Inwieweit Ihre Ausbildung zur Fachfrau für Kommunikation der staatlich geprüften Betriebswirtin gleichgestellt wird, muss hier offenbleiben. Sollten Sie über die Akademie einen staatlich anerkannten Abschluss erreicht haben, so wäre dies hilfreich. Ihr Diplom als Übersetzerin spricht ebenfalls für eine hoch qualifizierte Tätigkeit, muss hier jedoch als Ergänzung zu beratenden Aufgabenstellungen gesehen werden. Die langjährige, einschlägige berufliche Praxis ist ein gewichtiges Argument für das Vorliegen eines freien Berufes.
Auf der Grundlage der bisherigen Feststellungen müssen Sie sich einer Einzelfallprüfung unterziehen. Dabei ist keineswegs auszuschließen, dass Ihr Finanzamt Sie als beratende Betriebswirtin einstuft. Nach meiner Erfahrung wäre dies gerechtfertigt. Sie sollten hierzu ein Gespräch mit dem Finanzamt suchen, das auch eine beratende Funktion hat. Beachten Sie bitte unbedingt das Folgende: Akzeptiert das Finanzamt Ihre Dienstleistung als freiberuflich („selbstständig“ im Steuerdeutsch), ist damit keine förmliche Anerkennung verbunden.
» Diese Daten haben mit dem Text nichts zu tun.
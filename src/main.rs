use anyhow::Result;
use clap::Parser;
use tracing::debug;
use tracing_subscriber::{EnvFilter, FmtSubscriber};

use chatbox::{Commands, Container, ContainerConfig, Router};

#[derive(Parser)]
#[command(name = "chatbox")]
#[command(author, version, about, long_about = None)]
struct Cli {
    #[arg(short, long, global = true)]
    verbose: bool,

    /// Query endpoint URL (defaults to $CHATBOX_QUERY_URL, then http://localhost:8000/query/)
    #[arg(short, long, global = true)]
    endpoint: Option<String>,

    /// Give up on a request after this many seconds (no timeout by default)
    #[arg(long, global = true)]
    timeout_secs: Option<u64>,

    /// Answer from canned responses instead of calling the endpoint
    #[arg(long, global = true)]
    mock: bool,

    #[command(subcommand)]
    command: Commands,
}

#[tokio::main]
async fn main() -> Result<()> {
    let _ = dotenvy::dotenv();

    let cli = Cli::parse();

    let directive = log_directive(cli.verbose, std::env::var("RUST_LOG").ok());
    let filter = EnvFilter::try_new(&directive).unwrap_or_else(|_| EnvFilter::new("info"));
    let subscriber = FmtSubscriber::builder()
        .with_env_filter(filter)
        .with_target(false)
        .with_writer(std::io::stderr)
        .finish();
    tracing::subscriber::set_global_default(subscriber)?;

    let container = Container::new(ContainerConfig {
        endpoint: cli.endpoint,
        timeout_secs: cli.timeout_secs,
        mock: cli.mock,
    })?;
    debug!("Answer endpoint: {}", container.endpoint());

    let router = Router::new(&container);
    let output = router.route(cli.command).await?;
    if !output.is_empty() {
        println!("{}", output);
    }

    Ok(())
}

/// `--verbose` wins, then `RUST_LOG`, then `info`.
fn log_directive(verbose: bool, rust_log: Option<String>) -> String {
    if verbose {
        return "debug".to_string();
    }
    rust_log
        .filter(|d| !d.trim().is_empty())
        .unwrap_or_else(|| "info".to_string())
}
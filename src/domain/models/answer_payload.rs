use serde::Serialize;
use serde_json::Value;

/// Body of a response from the answer endpoint, passed through unexamined.
///
/// JSON bodies are kept as JSON; anything else is kept as text. Serializes
/// to the bare value so a `QueryResult` renders as `{"code", "message"}`
/// with the body as-is in `message`.
#[derive(Debug, Clone, PartialEq, Serialize)]
#[serde(untagged)]
pub enum AnswerPayload {
    Json(Value),
    Text(String),
}

impl AnswerPayload {
    pub fn text(text: impl Into<String>) -> Self {
        Self::Text(text.into())
    }

    pub fn json(value: Value) -> Self {
        Self::Json(value)
    }

    pub fn empty() -> Self {
        Self::Text(String::new())
    }

    /// Build a payload from a raw body, parsing it as JSON only when the
    /// response declares a JSON content type.
    pub fn from_body(content_type: Option<&str>, body: &[u8]) -> Result<Self, serde_json::Error> {
        if body.is_empty() {
            return Ok(Self::empty());
        }

        let declares_json = content_type
            .map(|ct| ct.to_ascii_lowercase().contains("json"))
            .unwrap_or(false);

        if declares_json {
            serde_json::from_slice(body).map(Self::Json)
        } else {
            Ok(Self::Text(String::from_utf8_lossy(body).into_owned()))
        }
    }

    pub fn is_empty(&self) -> bool {
        match self {
            Self::Text(text) => text.is_empty(),
            Self::Json(Value::Null) => true,
            Self::Json(_) => false,
        }
    }

    /// Text to show in the chat box.
    ///
    /// The query server answers `{"answer": ...}` on success and
    /// `{"error": ..., "message": ...}` when it fails internally; those
    /// fields are preferred over the raw JSON.
    pub fn display_text(&self) -> String {
        match self {
            Self::Text(text) => text.clone(),
            Self::Json(Value::String(text)) => text.clone(),
            Self::Json(Value::Object(map)) => {
                for key in ["answer", "message"] {
                    if let Some(Value::String(text)) = map.get(key) {
                        return text.clone();
                    }
                }
                pretty(&Value::Object(map.clone()))
            }
            Self::Json(other) => pretty(other),
        }
    }
}

fn pretty(value: &Value) -> String {
    serde_json::to_string_pretty(value).unwrap_or_else(|_| value.to_string())
}

impl From<&str> for AnswerPayload {
    fn from(text: &str) -> Self {
        Self::Text(text.to_string())
    }
}

impl From<String> for AnswerPayload {
    fn from(text: String) -> Self {
        Self::Text(text)
    }
}

impl From<Value> for AnswerPayload {
    fn from(value: Value) -> Self {
        Self::Json(value)
    }
}
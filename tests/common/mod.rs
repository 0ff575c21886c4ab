//! Local answer endpoint shared by the integration tests.

use std::net::SocketAddr;
use std::time::Duration;

use axum::http::{header, StatusCode};
use axum::routing::post;
use axum::{Json, Router};
use serde_json::{json, Value};

/// Start an answer server on an ephemeral port and return its base URL.
///
/// Routes:
/// - `/ok`      200 `text/plain` "hi there"
/// - `/json`    200 `{"answer": "..."}`
/// - `/echo`    200 echoing the JSON request body
/// - `/missing` 404 "Not Found"
/// - `/created` 201 "made"
/// - `/broken`  200 claiming JSON with an unparseable body
/// - `/bad_gateway` 502 claiming JSON with an HTML body
/// - `/slow`    200 after five seconds
pub async fn spawn_answer_server() -> String {
    let app = Router::new()
        .route("/ok", post(|| async { "hi there" }))
        .route(
            "/json",
            post(|| async { Json(json!({"answer": "Knowledge graphs link entities."})) }),
        )
        .route("/echo", post(|Json(body): Json<Value>| async move { Json(body) }))
        .route(
            "/missing",
            post(|| async { (StatusCode::NOT_FOUND, "Not Found") }),
        )
        .route("/created", post(|| async { (StatusCode::CREATED, "made") }))
        .route(
            "/broken",
            post(|| async { ([(header::CONTENT_TYPE, "application/json")], "{not json") }),
        )
        .route(
            "/bad_gateway",
            post(|| async {
                (
                    StatusCode::BAD_GATEWAY,
                    [(header::CONTENT_TYPE, "application/json")],
                    "<html>",
                )
            }),
        )
        .route(
            "/slow",
            post(|| async {
                tokio::time::sleep(Duration::from_secs(5)).await;
                "late"
            }),
        );

    let listener = tokio::net::TcpListener::bind("127.0.0.1:0")
        .await
        .expect("bind ephemeral test port");
    let addr = listener.local_addr().expect("get local addr");

    tokio::spawn(async move {
        axum::serve(listener, app).await.expect("answer server failed");
    });

    format!("http://{}", addr)
}

/// An address nothing is listening on.
pub fn closed_address() -> SocketAddr {
    let listener = std::net::TcpListener::bind("127.0.0.1:0").expect("bind ephemeral port");
    listener.local_addr().expect("get local addr")
}
use async_trait::async_trait;

use crate::domain::QueryResult;

/// Sends a user's question to an answer endpoint.
///
/// Implementors perform at most one outbound exchange per call and never
/// fail: transport problems are folded into [`QueryResult::ServerError`]
/// and non-200 responses into [`QueryResult::UnexpectedStatus`].
/// Implementations hold no per-call state, so concurrent calls are
/// independent of each other.
#[async_trait]
pub trait AnswerService: Send + Sync {
    /// Forward `query` exactly as given (no trimming, empty strings included).
    async fn fetch_answer(&self, query: &str) -> QueryResult;
}
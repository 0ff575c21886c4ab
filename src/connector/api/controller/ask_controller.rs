use anyhow::Result;

use super::super::Container;

pub struct AskController<'a> {
    container: &'a Container,
}

impl<'a> AskController<'a> {
    pub fn new(container: &'a Container) -> Self {
        Self { container }
    }

    pub async fn ask(&self, query: String, json: bool) -> Result<String> {
        let use_case = self.container.ask_use_case();
        let result = use_case.execute(&query).await;

        if json {
            Ok(serde_json::to_string_pretty(&result)?)
        } else {
            Ok(result.display_text())
        }
    }
}
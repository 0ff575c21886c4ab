pub mod application;
pub mod cli;
pub mod connector;
pub mod domain;

pub use application::{AnswerService, AskQuestionUseCase, ChatSessionUseCase};

pub use cli::Commands;

pub use connector::api::{Container, ContainerConfig, Router};
pub use connector::{HttpAnswerClient, MockAnswerService};

pub use domain::{
    AnswerPayload, ChatMessage, DomainError, EndpointConfig, QueryResult, Role, Transcript,
    DEFAULT_QUERY_URL, INTERNAL_ERROR_MESSAGE,
};
//! Pipeline document parsing and collaborator environment wiring for the
//! BuildIt CI/CD execution engine.
//!
//! This crate handles:
//! - Parsing, validating, and planning pipeline documents (`pipeline`,
//!   backed by the source-span scanner in `span`)
//! - Reading collaborator configuration from the process environment
//!   (`system`)

pub mod error;
pub mod pipeline;
pub mod span;
pub mod system;

pub use error::{ConfigError, ConfigResult};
Eine Sicherheit für die Einstufung als Freiberufler im steuerlichen Sinne gibt nur die „verbindliche Auskunft“ des Finanzamtes, die mit hohen Anforderungen und auch mit Kosten verbunden ist.
Detaillierte Informationen zum Beratenden Betriebswirt bietet das BMWi-Existenzgründungsportal in der PRAXISHILFE: Beratender Betriebswirt als freier Beruf (PDF, 53 KB).
Die hier getroffenen Feststellungen gelten unabhängig davon, ob Sie direkt für einen Auftraggeber oder indirekt über ein Beratungsunternehmen tätig werden. Im zweiten Fall sollten Sie unbedingt die so genannte „Scheinselbstständigkeit“ beachten. Nähere Informationen hierzu finden Sie im BMWi-Existenzgründungsportal.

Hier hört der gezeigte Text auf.